• **GIVEN DATA**
/// Build the standard-form arrays of a QCQP.
pub fn get_vectorization(qcqp: &Qcqp) -> Vectorization {
    let scenario = qcqp.scenario();
    let l = *qcqp.layout();
    let n = l.num_vars();
    let base = scenario.base_mva;

    // Power balance rows, one Terms per (bus, P/Q)
    let mut balance_p: Vec<Terms> = (0..l.dim_v).map(|_| Terms::default()).collect();
    let mut balance_q: Vec<Terms> = (0..l.dim_v).map(|_| Terms::default()).collect();

    for (idx, bus) in scenario.buses.iter().enumerate() {
        // shunt draw conj(y) V_nn
        balance_p[idx].add(l.v(idx), -bus.y_tld.re);
        balance_q[idx].add(l.v(idx), bus.y_tld.im);
    }

    let mut ineq = RowSet::new();

    for (b, branch) in scenario.branches.iter().enumerate() {
        let (s, d) = qcqp.branch_buses(b);
        let be = qcqp.branch_edge(b);
        let k = be.edge;
        let sigma = if be.forward { 1.0 } else { -1.0 };
        let adm = branch.admittance();

        // S_src = conj(y_ss) V_ss + conj(y_sd) V_sd
        balance_p[s].add(l.v(s), -adm.y_ss.re);
        balance_p[s].re_product(&l, k, sigma, adm.y_sd.conj(), -1.0);
        balance_q[s].add(l.v(s), adm.y_ss.im);
        balance_q[s].im_product(&l, k, sigma, adm.y_sd.conj(), -1.0);

        // S_dst = conj(y_dd) V_dd + conj(y_ds V_sd)
        balance_p[d].add(l.v(d), -adm.y_dd.re);
        balance_p[d].re_product(&l, k, sigma, adm.y_ds, -1.0);
        balance_q[d].add(l.v(d), adm.y_dd.im);
        balance_q[d].im_product(&l, k, sigma, adm.y_ds, 1.0);

        if let Some(rating) = branch.rating {
            let i_max_sq = rating.to_per_unit(base).powi(2);

            let mut row = Terms::default();
            row.add(l.v(s), adm.y_ss.norm_sqr())
                .add(l.v(d), adm.y_sd.norm_sqr());
            row.re_product(&l, k, sigma, adm.y_ss * adm.y_sd.conj(), 2.0);
            ineq.push(&row.0, i_max_sq, ConstraintTag::CurrentSrc { branch: b });

            let mut row = Terms::default();
            row.add(l.v(s), adm.y_ds.norm_sqr())
                .add(l.v(d), adm.y_dd.norm_sqr());
            row.re_product(&l, k, sigma, adm.y_ds * adm.y_dd.conj(), 2.0);
            ineq.push(&row.0, i_max_sq, ConstraintTag::CurrentDst { branch: b });
        }

        // θ_min <= arg(V_sd) <= θ_max as half-planes in (Re, Im)
        let one = Complex64::new(1.0, 0.0);
        if let Some(angle) = branch.angle_max.filter(|a| a.0.abs() < 90.0) {
            let tan = angle.to_radians().tan();
            let mut row = Terms::default();
            row.im_product(&l, k, sigma, one, 1.0);
            row.re_product(&l, k, sigma, one, -tan);
            ineq.push(&row.0, 0.0, ConstraintTag::AngleMax { branch: b });
        }
        if let Some(angle) = branch.angle_min.filter(|a| a.0.abs() < 90.0) {
            let tan = angle.to_radians().tan();
            let mut row = Terms::default();
            row.re_product(&l, k, sigma, one, tan);
            row.im_product(&l, k, sigma, one, -1.0);
            ineq.push(&row.0, 0.0, ConstraintTag::AngleMin { branch: b });
        }

        if let Some(drop) = branch.drop_min {
            let factor = (1.0 + drop / 100.0).max(0.0).powi(2);
            let mut row = Terms::default();
            row.add(l.v(s), factor).add(l.v(d), -1.0);
            ineq.push(&row.0, 0.0, ConstraintTag::DropMin { branch: b });
        }
        if let Some(drop) = branch.drop_max {
            let factor = (1.0 + drop / 100.0).max(0.0).powi(2);
            let mut row = Terms::default();
            row.add(l.v(d), 1.0).add(l.v(s), -factor);
            ineq.push(&row.0, 0.0, ConstraintTag::DropMax { branch: b });
        }
    }

    for (c, cvt) in scenario.converters.iter().enumerate() {
        let (s, d) = qcqp.converter_buses(c);
        // power drawn into the converter at each terminal
        let draw_src = [(l.p_fwd(c), 1.0), (l.p_bwd(c), -cvt.eta_bwd())];
        let draw_dst = [(l.p_bwd(c), 1.0), (l.p_fwd(c), -cvt.eta_fwd())];

        for &(col, coeff) in &draw_src {
            balance_p[s].add(col, -coeff);
        }
        for &(col, coeff) in &draw_dst {
            balance_p[d].add(col, -coeff);
        }
        balance_q[s].add(l.q_src(c), -1.0);
        balance_q[d].add(l.q_dst(c), -1.0);

        for (side, cap, draw, q_col) in [
            (Side::Src, &cvt.cap_src, draw_src, l.q_src(c)),
            (Side::Dst, &cvt.cap_dst, draw_dst, l.q_dst(c)),
        ] {
            ineq.push(
                &draw,
                cap.p_max / base,
                ConstraintTag::ConverterPMax { converter: c, side },
            );
            let negated: Vec<(usize, f64)> = draw.iter().map(|&(col, v)| (col, -v)).collect();
            ineq.push(
                &negated,
                -cap.p_min / base,
                ConstraintTag::ConverterPMin { converter: c, side },
            );
            for (f, facet) in cap.facets.iter().enumerate() {
                let mut row = Terms::default();
                for &(col, v) in &draw {
                    row.add(col, facet.a_p * v);
                }
                row.add(q_col, facet.a_q);
                ineq.push(
                    &row.0,
                    facet.b / base,
                    ConstraintTag::ConverterFacet {
                        converter: c,
                        side,
                        facet: f,
                    },
                );
            }
        }
    }

    for (i, inj) in scenario.injectors.iter().enumerate() {
        let bus = qcqp.injector_bus(i);
        balance_p[bus].add(l.s_p(i), 1.0);
        balance_q[bus].add(l.s_q(i), 1.0);

        for (f, facet) in inj.cap.facets.iter().enumerate() {
            ineq.push(
                &[(l.s_p(i), facet.a_p), (l.s_q(i), facet.a_q)],
                facet.b / base,
                ConstraintTag::InjectorFacet {
                    injector: i,
                    facet: f,
                },
            );
        }
    }

    let mut c = vec![0.0; n];
    for (cost_idx, var) in qcqp.cost_vars().iter().enumerate() {
        let inj = &scenario.injectors[var.injector];
        let (function, power_col) = match var.kind {
            PowerKind::Active => (inj.cost_p.as_ref(), l.s_p(var.injector)),
            PowerKind::Reactive => (inj.cost_q.as_ref(), l.s_q(var.injector)),
        };
        let Some(function) = function else { continue };
        c[l.z(cost_idx)] = 1.0;
        // z >= slope * (base * s) + intercept
        for (seg_idx, seg) in function.segments().enumerate() {
            ineq.push(
                &[(power_col, seg.slope * base), (l.z(cost_idx), -1.0)],
                -seg.intercept,
                ConstraintTag::CostSegment {
                    cost: cost_idx,
                    segment: seg_idx,
                },
            );
        }
    }

    // loss price × (injected − load) active power
    let mut constant = 0.0;
    if scenario.loss_price != 0.0 {
        for i in 0..l.num_injectors {
            c[l.s_p(i)] += scenario.loss_price * base;
        }
        constant -= scenario.loss_price * scenario.total_load().0.value();
    }

    let mut eq = RowSet::new();
    for (idx, (p_row, q_row)) in balance_p.into_iter().zip(balance_q).enumerate() {
        let load = scenario.buses[idx].load / base;
        eq.push(
            &p_row.0,
            load.re,
            BalanceTag {
                bus: idx,
                kind: PowerKind::Active,
            },
        );
        eq.push(
            &q_row.0,
            load.im,
            BalanceTag {
                bus: idx,
                kind: PowerKind::Reactive,
            },
        );
    }

    let (lower, upper) = bounds(qcqp);
    let (a_eq, b_eq, eq_tags) = eq.into_parts(n);
    let (a_ineq, b_ineq, ineq_tags) = ineq.into_parts(n);

    tracing::debug!(
        num_vars = n,
        num_eq = b_eq.len(),
        num_ineq = b_ineq.len(),
        "vectorized QCQP"
    );

    Vectorization {
        c,
        constant,
        a_eq,
        b_eq,
        a_ineq,
        b_ineq,
        lower,
        upper,
        eq_tags,
        ineq_tags,
    }
}
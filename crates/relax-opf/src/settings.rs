//! Numerical settings shared by both relaxations.

use std::path::Path;

use serde::{Deserialize, Serialize};

use crate::error::OpfResult;

/// Tolerances and limits handed to the conic backend.
///
/// Defaults are tighter than the backend's own: OPF programs are often
/// badly scaled near network-short conditions (tiny series impedances).
///
/// ```
/// use relax_opf::SolverSettings;
///
/// let settings = SolverSettings::from_toml_str("max_iter = 50").unwrap();
/// assert_eq!(settings.max_iter, 50);
/// assert_eq!(settings.tol_feas, SolverSettings::default().tol_feas);
/// ```
#[derive(Debug, Clone, PartialEq, Serialize, Deserialize)]
#[serde(default)]
pub struct SolverSettings {
    pub max_iter: u32,
    /// Wall-clock limit in seconds; `None` means unlimited
    pub time_limit_s: Option<f64>,
    pub tol_feas: f64,
    pub tol_gap_abs: f64,
    pub tol_gap_rel: f64,
    /// Absolute and relative infeasibility tolerance
    pub tol_infeas: f64,
    pub equilibrate: bool,
    pub verbose: bool,
}

impl Default for SolverSettings {
    fn default() -> Self {
        Self {
            max_iter: 500,
            time_limit_s: None,
            tol_feas: 1e-9,
            tol_gap_abs: 1e-9,
            tol_gap_rel: 1e-9,
            tol_infeas: 1e-9,
            equilibrate: true,
            verbose: false,
        }
    }
}

impl SolverSettings {
    pub fn from_toml_str(source: &str) -> OpfResult<Self> {
        Ok(toml::from_str(source)?)
    }

    /// Load settings from a TOML file; missing keys take their defaults.
    pub fn load(path: impl AsRef<Path>) -> OpfResult<Self> {
        let path = path.as_ref();
        let source = std::fs::read_to_string(path)?;
        let settings = Self::from_toml_str(&source)?;
        tracing::debug!(path = %path.display(), "loaded solver settings");
        Ok(settings)
    }
}
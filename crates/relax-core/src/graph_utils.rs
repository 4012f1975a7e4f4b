//! Topology of a scenario: subgrids, islands, canonical edges and cycles.
//!
//! All functions work on bus row indices. Branches or converters whose bus
//! references cannot be resolved, and self-loops, are skipped here; the
//! verifier reports them separately.

use std::collections::{HashMap, VecDeque};

use petgraph::graph::{NodeIndex, UnGraph};
use petgraph::unionfind::UnionFind;

use crate::{BusId, Scenario};

/// Orientation of a branch relative to its canonical edge.
#[derive(Debug, Clone, Copy, PartialEq, Eq)]
pub struct BranchEdge {
    /// Index into [`EdgeSet::edges`]
    pub edge: usize,
    /// `true` if the branch source is the edge's first (larger) bus index
    pub forward: bool,
}

/// Unique unordered bus pairs connected by at least one branch.
#[derive(Debug, Clone, Default, PartialEq)]
pub struct EdgeSet {
    /// `(e_src, e_dst)` with `e_src > e_dst`, in order of first appearance
    pub edges: Vec<(usize, usize)>,
    /// Per branch row; `None` for self-loops and unresolved references
    pub branch_edge: Vec<Option<BranchEdge>>,
}

impl EdgeSet {
    /// Branch rows mapped to each edge, in branch order.
    pub fn parallel_groups(&self) -> Vec<Vec<usize>> {
        let mut groups = vec![Vec::new(); self.edges.len()];
        for (branch, mapping) in self.branch_edge.iter().enumerate() {
            if let Some(be) = mapping {
                groups[be.edge].push(branch);
            }
        }
        groups
    }
}

fn resolve(map: &HashMap<BusId, usize>, id: BusId) -> Option<usize> {
    map.get(&id).copied()
}

/// Canonical edge list of the branch graph.
pub fn edge_set(scenario: &Scenario) -> EdgeSet {
    let map = scenario.bus_index_map();
    let mut lookup: HashMap<(usize, usize), usize> = HashMap::new();
    let mut edges = Vec::new();
    let mut branch_edge = Vec::with_capacity(scenario.branches.len());

    for branch in &scenario.branches {
        let (Some(src), Some(dst)) = (resolve(&map, branch.src), resolve(&map, branch.dst)) else {
            branch_edge.push(None);
            continue;
        };
        if src == dst {
            branch_edge.push(None);
            continue;
        }
        let key = (src.max(dst), src.min(dst));
        let edge = *lookup.entry(key).or_insert_with(|| {
            edges.push(key);
            edges.len() - 1
        });
        branch_edge.push(Some(BranchEdge {
            edge,
            forward: src == key.0,
        }));
    }

    EdgeSet { edges, branch_edge }
}

/// Graph with one node per bus row (weight = row index) and one edge per
/// resolvable branch (weight = branch row). Converters are added when
/// `with_converters` is set.
pub fn bus_graph(scenario: &Scenario, with_converters: bool) -> UnGraph<usize, usize> {
    let map = scenario.bus_index_map();
    let mut graph = UnGraph::with_capacity(scenario.buses.len(), scenario.branches.len());
    for idx in 0..scenario.buses.len() {
        graph.add_node(idx);
    }
    for (row, branch) in scenario.branches.iter().enumerate() {
        if let (Some(s), Some(d)) = (resolve(&map, branch.src), resolve(&map, branch.dst)) {
            graph.add_edge(NodeIndex::new(s), NodeIndex::new(d), row);
        }
    }
    if with_converters {
        for (row, cvt) in scenario.converters.iter().enumerate() {
            if let (Some(s), Some(d)) = (resolve(&map, cvt.src), resolve(&map, cvt.dst)) {
                graph.add_edge(NodeIndex::new(s), NodeIndex::new(d), row);
            }
        }
    }
    graph
}

/// Connected components by breadth-first search. Members are sorted and
/// components are ordered by their lowest bus index.
fn components(graph: &UnGraph<usize, usize>) -> Vec<Vec<usize>> {
    let mut visited = vec![false; graph.node_count()];
    let mut result = Vec::new();
    for start in graph.node_indices() {
        if visited[start.index()] {
            continue;
        }
        visited[start.index()] = true;
        let mut queue = VecDeque::from([start]);
        let mut members = Vec::new();
        while let Some(node) = queue.pop_front() {
            members.push(graph[node]);
            for neighbor in graph.neighbors(node) {
                if !visited[neighbor.index()] {
                    visited[neighbor.index()] = true;
                    queue.push_back(neighbor);
                }
            }
        }
        members.sort_unstable();
        result.push(members);
    }
    result
}

/// Components connected by branches only.
pub fn subgrids(scenario: &Scenario) -> Vec<Vec<usize>> {
    components(&bus_graph(scenario, false))
}

/// Components connected by branches and converters.
pub fn islands(scenario: &Scenario) -> Vec<Vec<usize>> {
    components(&bus_graph(scenario, true))
}

/// Component index of every bus.
pub fn membership(components: &[Vec<usize>], num_buses: usize) -> Vec<usize> {
    let mut owner = vec![0; num_buses];
    for (c, members) in components.iter().enumerate() {
        for &bus in members {
            owner[bus] = c;
        }
    }
    owner
}

/// Phase anchor per subgrid: its first reference bus, else its lowest bus index.
pub fn subgrid_roots(scenario: &Scenario, subgrids: &[Vec<usize>]) -> Vec<usize> {
    subgrids
        .iter()
        .filter_map(|members| {
            members
                .iter()
                .copied()
                .find(|&b| scenario.buses[b].is_ref)
                .or_else(|| members.first().copied())
        })
        .collect()
}

/// Indices (into [`subgrids`]) of subgrids whose edge set contains a cycle.
/// Parallel branches share one edge and do not form a cycle.
pub fn cyclic_subgrids(scenario: &Scenario) -> Vec<usize> {
    let edges = edge_set(scenario).edges;
    let grids = subgrids(scenario);
    let owner = membership(&grids, scenario.buses.len());

    let mut sets = UnionFind::<usize>::new(scenario.buses.len());
    let mut cyclic: Vec<usize> = edges
        .iter()
        .filter(|&&(i, j)| !sets.union(i, j))
        .map(|&(i, _)| owner[i])
        .collect();
    cyclic.sort_unstable();
    cyclic.dedup();
    cyclic
}

pub fn has_acyclic_subgrids(scenario: &Scenario) -> bool {
    cyclic_subgrids(scenario).is_empty()
}

#[cfg(test)]
mod tests {
    use super::*;
    use crate::{Branch, Bus, Converter};

    fn ring(n: usize) -> Scenario {
        let mut scenario = Scenario::new("ring");
        scenario.buses = (0..n).map(Bus::new).collect();
        scenario.branches = (0..n).map(|k| Branch::new(k, k, (k + 1) % n)).collect();
        scenario
    }

    #[test]
    fn test_edges_are_canonical_and_deduplicated() {
        let mut scenario = ring(3);
        // parallel to branch 0, reversed
        scenario.branches.push(Branch::new(3, 1, 0));

        let set = edge_set(&scenario);
        assert_eq!(set.edges, vec![(1, 0), (2, 1), (2, 0)]);
        assert!(set.edges.iter().all(|&(s, d)| s > d));
        assert_eq!(set.branch_edge[0], Some(BranchEdge { edge: 0, forward: false }));
        assert_eq!(set.branch_edge[3], Some(BranchEdge { edge: 0, forward: true }));
        assert_eq!(set.parallel_groups()[0], vec![0, 3]);
    }

    #[test]
    fn test_self_loop_and_unknown_bus_are_skipped() {
        let mut scenario = ring(2);
        scenario.branches = vec![Branch::new(0, 0, 0), Branch::new(1, 0, 9)];
        let set = edge_set(&scenario);
        assert!(set.edges.is_empty());
        assert_eq!(set.branch_edge, vec![None, None]);
    }

    #[test]
    fn test_subgrids_and_islands() {
        let mut scenario = Scenario::new("split");
        scenario.buses = (0..4).map(Bus::new).collect();
        scenario.branches = vec![Branch::new(0, 0, 1), Branch::new(1, 2, 3)];
        scenario.converters = vec![Converter::new(0, 1, 2, 50.0)];

        assert_eq!(subgrids(&scenario), vec![vec![0, 1], vec![2, 3]]);
        assert_eq!(islands(&scenario), vec![vec![0, 1, 2, 3]]);
    }

    #[test]
    fn test_roots_prefer_reference_bus() {
        let mut scenario = ring(3);
        scenario.buses[2].is_ref = true;
        let grids = subgrids(&scenario);
        assert_eq!(subgrid_roots(&scenario, &grids), vec![2]);

        scenario.buses[2].is_ref = false;
        assert_eq!(subgrid_roots(&scenario, &grids), vec![0]);
    }

    #[test]
    fn test_cycle_detection_ignores_parallel_branches() {
        let mut radial = ring(3);
        radial.branches.pop();
        radial.branches.push(Branch::new(5, 1, 0));
        assert!(has_acyclic_subgrids(&radial));

        let meshed = ring(3);
        assert_eq!(cyclic_subgrids(&meshed), vec![0]);
    }
}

• **WHAT THE TASK REQUIRES**
Retrieve every line above holding the word "rating".

• **PROBLEM SOLUTION**
        if let Some(rating) = branch.rating {
            let i_max_sq = rating.to_per_unit(base).powi(2);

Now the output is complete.